[111440] in North American Network Operators' Group
Re: v6 & DSL / Cable modems [was: Private use of non-RFC1918 IP
daemon@ATHENA.MIT.EDU (Sven-Haegar Koch)
Thu Feb 5 19:11:38 2009
Date: Fri, 6 Feb 2009 01:11:13 +0100 (CET)
From: Sven-Haegar Koch <haegar@sdinet.de>
To: John Osmon <josmon@rigozsaurus.com>
In-Reply-To: <20090205220614.GA18219@jeeves.rigozsaurus.com>
Cc: NANOG list <nanog@nanog.org>
Errors-To: nanog-bounces@nanog.org
On Thu, 5 Feb 2009, John Osmon wrote:
> On Thu, Feb 05, 2009 at 04:44:58PM -0500, Ricky Beam wrote:
> > [...] I've lived quite productively behind a single IPv4 address for
> > nearly 15 years. I've run 1000 user networks that only used one IPv4
> > address for all of them. I have 2 private /24's using a single public
> > IPv4 address right now -- as they have been for 6+ years. Yet, in the new
> > order, you're telling me I need 18 billion, billion addresses to cover 2
> > laptops, a Wii, 3 tivos, a router, and an access point?
>
> Thank you. Your ability to live with proxied/NATed Internet access has
> helped stave off the problems we're seeing now.
>
> The flip side shows up when Nintendo creates a cool new protocol for the Wii
> that requires Internet access. You Wii won't be able to participate
> until you teach your proxy/NAT box about the new protocol.
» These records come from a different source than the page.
use std::{borrow::Cow, fmt};

use indexmap::IndexMap;
use serde::{Serialize, Serializer};

/// A single source cell. Connectors hand over either text or already-typed numbers.
#[derive(Debug, Clone, PartialEq)]
pub enum Cell {
    Text(String),
    Number(f64),
    Null,
}

impl Cell {
    pub fn text(value: impl Into<String>) -> Self {
        Cell::Text(value.into())
    }

    pub fn as_display(&self) -> Cow<'_, str> {
        match self {
            Cell::Text(s) => Cow::Borrowed(s.as_str()),
            Cell::Number(n) => Cow::Owned(format_number(*n)),
            Cell::Null => Cow::Borrowed(""),
        }
    }

    pub fn is_blank(&self) -> bool {
        match self {
            Cell::Text(s) => s.is_empty(),
            Cell::Number(_) => false,
            Cell::Null => true,
        }
    }

    /// Converts a JSON value from a warehouse or API export into a cell.
    pub fn from_json(value: &serde_json::Value) -> Self {
        match value {
            serde_json::Value::Null => Cell::Null,
            serde_json::Value::Number(n) => n.as_f64().map(Cell::Number).unwrap_or(Cell::Null),
            serde_json::Value::String(s) => Cell::Text(s.clone()),
            serde_json::Value::Bool(b) => Cell::Text(b.to_string()),
            other => Cell::Text(other.to_string()),
        }
    }
}

impl fmt::Display for Cell {
    fn fmt(&self, f: &mut fmt::Formatter<'_>) -> fmt::Result {
        f.write_str(&self.as_display())
    }
}

impl Serialize for Cell {
    fn serialize<S>(&self, serializer: S) -> Result<S::Ok, S::Error>
    where
        S: Serializer,
    {
        match self {
            Cell::Text(s) => serializer.serialize_str(s),
            Cell::Number(n) => serializer.serialize_f64(*n),
            Cell::Null => serializer.serialize_none(),
        }
    }
}

impl From<&str> for Cell {
    fn from(value: &str) -> Self {
        Cell::Text(value.to_string())
    }
}

impl From<String> for Cell {
    fn from(value: String) -> Self {
        Cell::Text(value)
    }
}

impl From<f64> for Cell {
    fn from(value: f64) -> Self {
        Cell::Number(value)
    }
}

/// One record from a connector: column name to cell, in source column order.
#[derive(Debug, Clone, Default, PartialEq, Serialize)]
pub struct RawRow {
    cells: IndexMap<String, Cell>,
}

impl RawRow {
    pub fn new() -> Self {
        Self::default()
    }

    pub fn get(&self, column: &str) -> Option<&Cell> {
        self.cells.get(column)
    }

    pub fn get_mut(&mut self, column: &str) -> Option<&mut Cell> {
        self.cells.get_mut(column)
    }

    pub fn insert(&mut self, column: impl Into<String>, cell: impl Into<Cell>) -> Option<Cell> {
        self.cells.insert(column.into(), cell.into())
    }

    pub fn contains(&self, column: &str) -> bool {
        self.cells.contains_key(column)
    }

    pub fn columns(&self) -> impl Iterator<Item = &str> {
        self.cells.keys().map(String::as_str)
    }

    pub fn iter(&self) -> impl Iterator<Item = (&str, &Cell)> {
        self.cells.iter().map(|(k, v)| (k.as_str(), v))
    }

    pub fn len(&self) -> usize {
        self.cells.len()
    }

    pub fn is_empty(&self) -> bool {
        self.cells.is_empty()
    }
}

impl<K, V> FromIterator<(K, V)> for RawRow
where
    K: Into<String>,
    V: Into<Cell>,
{
    fn from_iter<I: IntoIterator<Item = (K, V)>>(iter: I) -> Self {
        Self {
            cells: iter
                .into_iter()
                .map(|(k, v)| (k.into(), v.into()))
                .collect(),
        }
    }
}

/// Tokens treated as "no value" when a cell is coerced to a number.
const NULL_TOKENS: &[&str] = &["", "nan", "null", "none", "nat"];

/// Total numeric coercion: blank, null-like, non-finite and unparseable cells become zero.
pub fn coerce_numeric(cell: &Cell) -> f64 {
    let value = match cell {
        Cell::Number(n) => *n,
        Cell::Null => 0.0,
        Cell::Text(raw) => {
            let trimmed = raw.trim();
            if NULL_TOKENS.contains(&trimmed.to_ascii_lowercase().as_str()) {
                return 0.0;
            }
            trimmed.parse::<f64>().unwrap_or(0.0)
        }
    };
    if value.is_finite() { value } else { 0.0 }
}

/// True when the text, with every `.` removed, is a non-empty run of ASCII digits.
pub fn is_digit_token(value: &str) -> bool {
    let mut saw_digit = false;
    for ch in value.chars().filter(|c| *c != '.') {
        if !ch.is_ascii_digit() {
            return false;
        }
        saw_digit = true;
    }
    saw_digit
}

pub fn format_number(value: f64) -> String {
    if value.fract() == 0.0 && value.abs() < 1e15 {
        format!("{value:.0}")
    } else {
        value.to_string()
    }
}

#[cfg(test)]
mod tests {
    use super::*;

    #[test]
    fn coerce_numeric_is_total() {
        assert_eq!(coerce_numeric(&Cell::text("12.5")), 12.5);
        assert_eq!(coerce_numeric(&Cell::text(" 7 ")), 7.0);
        assert_eq!(coerce_numeric(&Cell::text("")), 0.0);
        assert_eq!(coerce_numeric(&Cell::text("NaN")), 0.0);
        assert_eq!(coerce_numeric(&Cell::text("None")), 0.0);
        assert_eq!(coerce_numeric(&Cell::text("abc")), 0.0);
        assert_eq!(coerce_numeric(&Cell::Null), 0.0);
        assert_eq!(coerce_numeric(&Cell::Number(f64::NAN)), 0.0);
        assert_eq!(coerce_numeric(&Cell::Number(f64::INFINITY)), 0.0);
        assert_eq!(coerce_numeric(&Cell::Number(-3.0)), -3.0);
    }

    #[test]
    fn digit_token_ignores_dots_only() {
        assert!(is_digit_token("20.5"));
        assert!(is_digit_token("1.000.000"));
        assert!(!is_digit_token("-5"));
        assert!(!is_digit_token("1e5"));
        assert!(!is_digit_token("."));
        assert!(!is_digit_token(""));
    }

    #[test]
    fn number_cells_display_without_trailing_zero() {
        assert_eq!(Cell::Number(42.0).as_display(), "42");
        assert_eq!(Cell::Number(0.25).as_display(), "0.25");
        assert_eq!(Cell::Null.as_display(), "");
    }

    #[test]
    fn json_values_map_to_cells() {
        assert_eq!(Cell::from_json(&serde_json::json!(3)), Cell::Number(3.0));
        assert_eq!(Cell::from_json(&serde_json::json!(null)), Cell::Null);
        assert_eq!(Cell::from_json(&serde_json::json!(true)), Cell::text("true"));
        assert_eq!(Cell::from_json(&serde_json::json!("x")), Cell::text("x"));
    }

    #[test]
    fn raw_row_keeps_column_order() {
        let row: RawRow = [("date", "2024-01-01"), ("clicks", "5"), ("cost", "1")]
            .into_iter()
            .collect();
        assert_eq!(row.columns().collect::<Vec<_>>(), vec!["date", "clicks", "cost"]);
    }
}
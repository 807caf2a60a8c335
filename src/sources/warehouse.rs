//! Warehouse query results exported as a JSON array of row objects.

use log::warn;

use crate::{
    data::{Cell, RawRow},
    error::{MergeError, MergeResult},
};

/// Row cap applied to warehouse results, matching the query `LIMIT`.
pub const WAREHOUSE_ROW_LIMIT: usize = 10_000;

pub fn rows_from_results(results: &serde_json::Value) -> MergeResult<Vec<RawRow>> {
    let Some(records) = results.as_array() else {
        return Err(MergeError::malformed(
            "warehouse results must be a JSON array of row objects",
        ));
    };
    if records.len() > WAREHOUSE_ROW_LIMIT {
        warn!(
            "Warehouse returned {} row(s); only the first {WAREHOUSE_ROW_LIMIT} are used",
            records.len()
        );
    }

    records
        .iter()
        .take(WAREHOUSE_ROW_LIMIT)
        .enumerate()
        .map(|(idx, record)| {
            let object = record.as_object().ok_or_else(|| {
                MergeError::malformed(format!("warehouse row {} is not an object", idx + 1))
            })?;
            Ok(object
                .iter()
                .map(|(column, value)| (column.clone(), Cell::from_json(value)))
                .collect())
        })
        .collect()
}
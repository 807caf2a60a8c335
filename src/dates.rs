//! Date parsing, range extraction and calendar sequences.

use chrono::{Days, NaiveDate};
use log::debug;
use serde::Serialize;

use crate::{
    data::{Cell, RawRow},
    error::{MergeError, MergeResult},
};

pub const ISO_DATE_FORMAT: &str = "%Y-%m-%d";
/// Month-abbreviation day year, e.g. `Jan 05 2024`.
pub const ALT_DATE_FORMAT: &str = "%b %d %Y";
/// Compact form used by the analytics report API, e.g. `20240105`.
pub const COMPACT_DATE_FORMAT: &str = "%Y%m%d";

#[derive(Debug, Clone, PartialEq, Eq, Serialize)]
pub struct DateRange {
    pub min_date: String,
    pub max_date: String,
}

impl DateRange {
    /// Both bounds must be strict ISO dates.
    pub fn ensure_iso(&self) -> MergeResult<()> {
        for bound in [&self.min_date, &self.max_date] {
            if !is_iso_date(bound) {
                return Err(MergeError::date_format(bound.as_str(), ISO_DATE_FORMAT));
            }
        }
        Ok(())
    }
}

pub fn parse_iso_date(value: &str) -> MergeResult<NaiveDate> {
    NaiveDate::parse_from_str(value.trim(), ISO_DATE_FORMAT)
        .map_err(|_| MergeError::date_format(value, ISO_DATE_FORMAT))
}

/// Strict check: the text must round-trip through `%Y-%m-%d` unchanged.
pub fn is_iso_date(value: &str) -> bool {
    NaiveDate::parse_from_str(value, ISO_DATE_FORMAT)
        .map(|d| d.format(ISO_DATE_FORMAT).to_string() == value)
        .unwrap_or(false)
}

pub fn reformat_date(value: &str, from_format: &str) -> MergeResult<String> {
    NaiveDate::parse_from_str(value.trim(), from_format)
        .map(|d| d.format(ISO_DATE_FORMAT).to_string())
        .map_err(|_| MergeError::date_format(value, from_format))
}

pub fn date_range(rows: &[RawRow], date_column: &str, convert: bool) -> MergeResult<DateRange> {
    let mut min_date: Option<String> = None;
    let mut max_date: Option<String> = None;

    for cell in rows.iter().filter_map(|row| row.get(date_column)) {
        let raw = cell.as_display();
        let value = if convert {
            reformat_date(&raw, ALT_DATE_FORMAT)?
        } else {
            raw.into_owned()
        };
        if min_date.as_ref().is_none_or(|current| value < *current) {
            min_date = Some(value.clone());
        }
        if max_date.as_ref().is_none_or(|current| value > *current) {
            max_date = Some(value);
        }
    }

    match (min_date, max_date) {
        (Some(min_date), Some(max_date)) => {
            debug!("Date range for '{date_column}': {min_date}..={max_date}");
            Ok(DateRange { min_date, max_date })
        }
        _ => Err(MergeError::malformed(format!(
            "no values found in date column '{date_column}'"
        ))),
    }
}

/// Rewrites alternate-format dates in place to ISO text.
pub fn normalize_dates(rows: &mut [RawRow], date_column: &str) -> MergeResult<usize> {
    let mut rewritten = 0usize;
    for row in rows.iter_mut() {
        if let Some(cell) = row.get_mut(date_column) {
            let iso = reformat_date(&cell.as_display(), ALT_DATE_FORMAT)?;
            *cell = Cell::Text(iso);
            rewritten += 1;
        }
    }
    Ok(rewritten)
}

/// Every calendar day from `from` to `to`, both inclusive.
pub fn calendar_days(from: NaiveDate, to: NaiveDate) -> MergeResult<Vec<NaiveDate>> {
    if from > to {
        return Err(MergeError::InvalidDateRange {
            from: from.to_string(),
            to: to.to_string(),
        });
    }
    let span = (to - from).num_days() as usize + 1;
    let mut days = Vec::with_capacity(span);
    let mut current = from;
    while current <= to {
        days.push(current);
        current = match current.checked_add_days(Days::new(1)) {
            Some(next) => next,
            None => break,
        };
    }
    Ok(days)
}
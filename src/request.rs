//! Report requests.
//!
//! A request names the analysis window, the event date, the target metric
//! and, per connector, the payload file to read plus the columns to merge.
//! Requests are YAML by default; a `.json` extension selects JSON.
//!
//! ```yaml
//! from_date: 2024-01-01
//! to_date: 2024-01-31
//! event_date: 2024-01-21
//! target_event: csv_orders
//! sources:
//!   csv:
//!     path: orders.csv
//!     metrics: [orders]
//!   ga4:
//!     path: ga4.json
//! ```

use std::{
    fs::File,
    io::BufReader,
    path::{Path, PathBuf},
};

use anyhow::{Context, Result, anyhow};
use serde::{Deserialize, Serialize};

use crate::{
    cli::parse_delimiter,
    sources::{ads::CampaignSelection, grouped::GroupSettings},
};

#[derive(Debug, Clone, Serialize, Deserialize)]
#[serde(deny_unknown_fields)]
pub struct ReportRequest {
    pub from_date: String,
    pub to_date: String,
    pub event_date: String,
    /// Namespaced metric (`<tag>_<metric>`) the estimator models.
    pub target_event: String,
    #[serde(default)]
    pub sources: SourceRequests,
}

#[derive(Debug, Clone, Default, Serialize, Deserialize)]
#[serde(deny_unknown_fields)]
pub struct SourceRequests {
    #[serde(default)]
    pub gads: Option<AdsRequest>,
    #[serde(default)]
    pub ga4: Option<AnalyticsRequest>,
    #[serde(default)]
    pub csv: Option<UploadRequest>,
    #[serde(default)]
    pub gsheet: Option<TabularRequest>,
    #[serde(default)]
    pub bigquery: Option<TabularRequest>,
    #[serde(default)]
    pub benchmark: Option<BenchmarkRequest>,
}

impl SourceRequests {
    pub fn is_empty(&self) -> bool {
        self.gads.is_none()
            && self.ga4.is_none()
            && self.csv.is_none()
            && self.gsheet.is_none()
            && self.bigquery.is_none()
            && self.benchmark.is_none()
    }

    fn paths_mut(&mut self) -> impl Iterator<Item = &mut PathBuf> {
        let gads = self.gads.as_mut().map(|s| &mut s.path);
        let ga4 = self.ga4.as_mut().map(|s| &mut s.path);
        let csv = self.csv.as_mut().map(|s| &mut s.path);
        let gsheet = self.gsheet.as_mut().map(|s| &mut s.path);
        let bigquery = self.bigquery.as_mut().map(|s| &mut s.path);
        let benchmark = self.benchmark.as_mut().map(|s| &mut s.path);
        [gads, ga4, csv, gsheet, bigquery, benchmark]
            .into_iter()
            .flatten()
    }
}

/// Campaign-day rows exported from the ad platform, as a JSON array.
#[derive(Debug, Clone, Serialize, Deserialize)]
#[serde(deny_unknown_fields)]
pub struct AdsRequest {
    pub path: PathBuf,
    #[serde(default)]
    pub campaigns: CampaignSelection,
    pub metrics: Vec<String>,
}

/// A batch report response; every reported metric is merged unless a
/// subset is named.
#[derive(Debug, Clone, Serialize, Deserialize)]
#[serde(deny_unknown_fields)]
pub struct AnalyticsRequest {
    pub path: PathBuf,
    #[serde(default)]
    pub metrics: Option<Vec<String>>,
}

#[derive(Debug, Clone, Serialize, Deserialize)]
#[serde(deny_unknown_fields)]
pub struct UploadRequest {
    pub path: PathBuf,
    pub metrics: Vec<String>,
    /// Rewrite `Jan 05 2024` style dates to ISO before merging.
    #[serde(default)]
    pub convert_dates: bool,
    #[serde(default)]
    pub delimiter: Option<String>,
    #[serde(default)]
    pub encoding: Option<String>,
}

impl UploadRequest {
    pub fn delimiter(&self) -> Result<Option<u8>> {
        self.delimiter
            .as_deref()
            .map(|value| parse_delimiter(value).map_err(|err| anyhow!(err)))
            .transpose()
            .with_context(|| format!("Invalid delimiter for upload {:?}", self.path))
    }
}

/// Spreadsheet ranges and warehouse results. The date column defaults to
/// the one the classifier finds.
#[derive(Debug, Clone, Serialize, Deserialize)]
#[serde(deny_unknown_fields)]
pub struct TabularRequest {
    pub path: PathBuf,
    #[serde(default)]
    pub date_column: Option<String>,
    pub metrics: Vec<String>,
}

/// Benchmark CSV export grouped by category before merging.
#[derive(Debug, Clone, Serialize, Deserialize)]
pub struct BenchmarkRequest {
    pub path: PathBuf,
    #[serde(flatten)]
    pub group: GroupSettings,
}

impl ReportRequest {
    pub fn load(path: &Path) -> Result<Self> {
        let file = File::open(path).with_context(|| format!("Opening report request {path:?}"))?;
        let reader = BufReader::new(file);
        let mut request: ReportRequest = if is_json(path) {
            serde_json::from_reader(reader).context("Parsing report request JSON")?
        } else {
            serde_yaml::from_reader(reader).context("Parsing report request YAML")?
        };
        if let Some(base) = path.parent() {
            request.resolve_paths(base);
        }
        Ok(request)
    }

    /// Anchors relative payload paths at `base`.
    pub fn resolve_paths(&mut self, base: &Path) {
        for path in self.sources.paths_mut() {
            if path.is_relative() {
                *path = base.join(&*path);
            }
        }
    }
}

fn is_json(path: &Path) -> bool {
    path.extension()
        .and_then(|ext| ext.to_str())
        .is_some_and(|ext| ext.eq_ignore_ascii_case("json"))
}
What's the difference to firewalling without NAT? (Noone should connect
their (home) network without at least inbound filtering) There I have to
wait for the firewall box to support connection tracking for the new
(broken) protocol.
If the end-users really get public addresses for their WII and game-PCs,
do you really think they won't just open the box totally in their
firewall/router and catch/create even more problems?
c'ya
sven
--
The lights are fading out, once more...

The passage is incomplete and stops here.